Find the line containing "assert_eq!(response.batch_id, 42);" in the records below. Copy exactly that line and each one after it, ending at the line containing "offset: (slot *", and nothing more.
——
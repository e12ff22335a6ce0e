//! shmview - Bounded views into externally owned shared memory
//!
//! Segments are created by some other process and named by an opaque id.
//! This crate attaches to them on demand, caches the attachment, and hands
//! out cheap, independently owned views into them.
//!
//! # Architecture
//!
//! - **SegmentHandle**: one attachment; detaches when the last owner drops it
//! - **Registry**: id → shared handle cache with get-or-attach and release
//! - **View**: bounds-checked window into a handle that keeps it alive
//! - **Service / Executor**: per-request handler and the worker pool running it

pub mod error;
pub mod shm;
pub mod registry;
pub mod view;
pub mod service;
pub mod executor;

#[cfg(any(test, feature = "allocator"))]
pub mod allocator;

pub use error::{Result, ShmError};
pub use executor::{Executor, ExecutorConfig, Pending};
pub use registry::Registry;
pub use service::{Locator, MarkerCheck, Request, Response, Service, SENTINEL};
pub use shm::{Attach, Backend, Posix, SegmentHandle, SegmentId, SysV};
pub use view::{View, Word};
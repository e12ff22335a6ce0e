//! Releasing a segment while a view into it is still in use
//!
//! The view keeps working after release; the next acquire attaches again and
//! sees the same bytes.

use shmview::allocator::SysvSegment;
use shmview::{Registry, Result};

fn main() -> Result<()> {
    tracing_subscriber::fmt()
        .with_env_filter(tracing_subscriber::EnvFilter::new("shmview=debug"))
        .init();

    let segment = SysvSegment::create(4096)?;
    let registry = Registry::new();

    let mut before = registry.acquire(segment.id(), 0, 64)?;
    println!("attachments: {}", segment.attach_count()?);

    registry.release(segment.id());
    registry.release(segment.id());
    before.write::<u64>(0, 0xC0FFEE)?;

    let after = registry.acquire(segment.id(), 0, 64)?;
    println!("attachments: {}", segment.attach_count()?);
    println!("word 0 via fresh attach: {:#x}", after.read::<u64>(0)?);

    drop(before);
    println!("attachments after old view dropped: {}", segment.attach_count()?);
    Ok(())
}
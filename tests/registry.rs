use shmview::allocator::{execute_concurrent, CountingAttacher, PosixSegment, SysvSegment};
use shmview::{
    Executor, ExecutorConfig, Locator, Posix, Registry, Request, Service, ShmError, SysV,
    SENTINEL,
};
use std::sync::atomic::Ordering;
use std::sync::{Arc, Barrier, Mutex};
use std::thread;
use std::time::Duration;

#[test]
fn single_attach_under_contention() {
    let segment = SysvSegment::create(4096).unwrap();
    let attacher = CountingAttacher::new(SysV).with_delay(Duration::from_millis(20));
    let attaches = attacher.counter();
    let registry = Arc::new(Registry::with_attacher(attacher));

    let threads = 16;
    let barrier = Arc::new(Barrier::new(threads));
    let seen = Arc::new(Mutex::new(Vec::new()));

    let handles: Vec<_> = (0..threads)
        .map(|_| {
            let registry = registry.clone();
            let barrier = barrier.clone();
            let seen = seen.clone();
            let id = segment.id();
            thread::spawn(move || {
                barrier.wait();
                let handle = registry.get_or_attach(id).unwrap();
                seen.lock()
                    .unwrap()
                    .push((handle.as_ptr() as usize, handle.size()));
            })
        })
        .collect();
    for handle in handles {
        handle.join().unwrap();
    }

    assert_eq!(attaches.load(Ordering::SeqCst), 1);
    assert_eq!(segment.attach_count().unwrap(), 1);

    let seen = seen.lock().unwrap();
    assert_eq!(seen.len(), threads);
    assert!(seen.iter().all(|entry| *entry == seen[0]));
    assert_eq!(seen[0].1, 4096);
}

#[test]
fn end_to_end_marker_exchange() {
    let prefix = "shmview_it_e2e";
    let _segment = PosixSegment::create(prefix, 7, 64).unwrap();
    let registry = Arc::new(Registry::with_attacher(Posix::new(prefix)));
    let service = Service::new(registry.clone());

    let mut seed = registry.acquire(7, 0, 64).unwrap();
    seed.write::<u64>(0, 42).unwrap();
    seed.write::<u64>(1, SENTINEL).unwrap();
    seed.write::<u64>(2, 99).unwrap();
    seed.write::<u64>(3, SENTINEL).unwrap();

    let locator = Locator {
        shm_id: 7,
        offset: 0,
        size: 16,
    };
    let response = service.call(&Request::new(42, locator)).unwrap();
    assert_eq!(response.batch_id, 42);
    assert_eq!(seed.read::<u64>(1).unwrap(), 42);

    // Slot at offset 16 belongs to batch 99
    let locator = Locator {
        shm_id: 7,
        offset: 16,
        size: 16,
    };
    let err = service.call(&Request::new(42, locator)).unwrap_err();
    assert!(matches!(err, ShmError::Validation { field: "batch_id", .. }));
    assert_eq!(seed.read::<u64>(3).unwrap(), SENTINEL);
}

#[test]
fn concurrent_disjoint_slots() {
    let slots = 64usize;
    let segment = SysvSegment::create(slots * 16).unwrap();
    for slot in 0..slots {
        segment
            .write_words(slot * 2, &[slot as u64 + 1000, SENTINEL])
            .unwrap();
    }

    let registry = Arc::new(Registry::new());
    let config = ExecutorConfig {
        threads: 8,
        queue_depth: 16,
    };
    let executor = Executor::start(config, Service::new(registry.clone())).unwrap();

    let pending: Vec<_> = (0..slots)
        .map(|slot| {
            let locator = Locator {
                shm_id: segment.id(),
                offset: (slot * 16) as u64,
                size: 16,
            };
            executor
                .submit(Request::new(slot as u64 + 1000, locator))
                .unwrap()
        })
        .collect();

    for (slot, pending) in pending.into_iter().enumerate() {
        assert_eq!(pending.wait().unwrap().batch_id, slot as u64 + 1000);
    }
    for slot in 0..slots {
        assert_eq!(segment.read_word(slot * 2).unwrap(), slot as u64 + 1000);
        assert_eq!(segment.read_word(slot * 2 + 1).unwrap(), slot as u64 + 1000);
    }
    assert_eq!(registry.len(), 1);
}

#[test]
fn views_survive_concurrent_release() {
    let segment = SysvSegment::create(8 * 128).unwrap();
    let id = segment.id();
    let registry = Arc::new(Registry::new());

    execute_concurrent(8, 200, {
        let registry = registry.clone();
        move |task, iteration| {
            if iteration % 7 == 0 {
                registry.release(id);
            }
            let mut view = registry.acquire(id, task * 128, 128)?;
            let word = iteration % 16;
            view.write::<u64>(word, (task * 1000 + iteration) as u64)?;
            if view.read::<u64>(word)? != (task * 1000 + iteration) as u64 {
                return Err(ShmError::Validation {
                    field: "word",
                    expected: (task * 1000 + iteration) as u64,
                    got: view.read::<u64>(word)?,
                });
            }
            Ok(())
        }
    });

    registry.release(id);
    assert!(registry.is_empty());
    assert_eq!(segment.attach_count().unwrap(), 0);
}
——
- **SOLUTION TO THE PROBLEM**
    assert_eq!(response.batch_id, 42);
    assert_eq!(seed.read::<u64>(1).unwrap(), 42);

    // Slot at offset 16 belongs to batch 99
    let locator = Locator {
        shm_id: 7,
        offset: 16,
        size: 16,
    };
    let err = service.call(&Request::new(42, locator)).unwrap_err();
    assert!(matches!(err, ShmError::Validation { field: "batch_id", .. }));
    assert_eq!(seed.read::<u64>(3).unwrap(), SENTINEL);
}

#[test]
fn concurrent_disjoint_slots() {
    let slots = 64usize;
    let segment = SysvSegment::create(slots * 16).unwrap();
    for slot in 0..slots {
        segment
            .write_words(slot * 2, &[slot as u64 + 1000, SENTINEL])
            .unwrap();
    }

    let registry = Arc::new(Registry::new());
    let config = ExecutorConfig {
        threads: 8,
        queue_depth: 16,
    };
    let executor = Executor::start(config, Service::new(registry.clone())).unwrap();

    let pending: Vec<_> = (0..slots)
        .map(|slot| {
            let locator = Locator {
                shm_id: segment.id(),
                offset: (slot * 16) as u64,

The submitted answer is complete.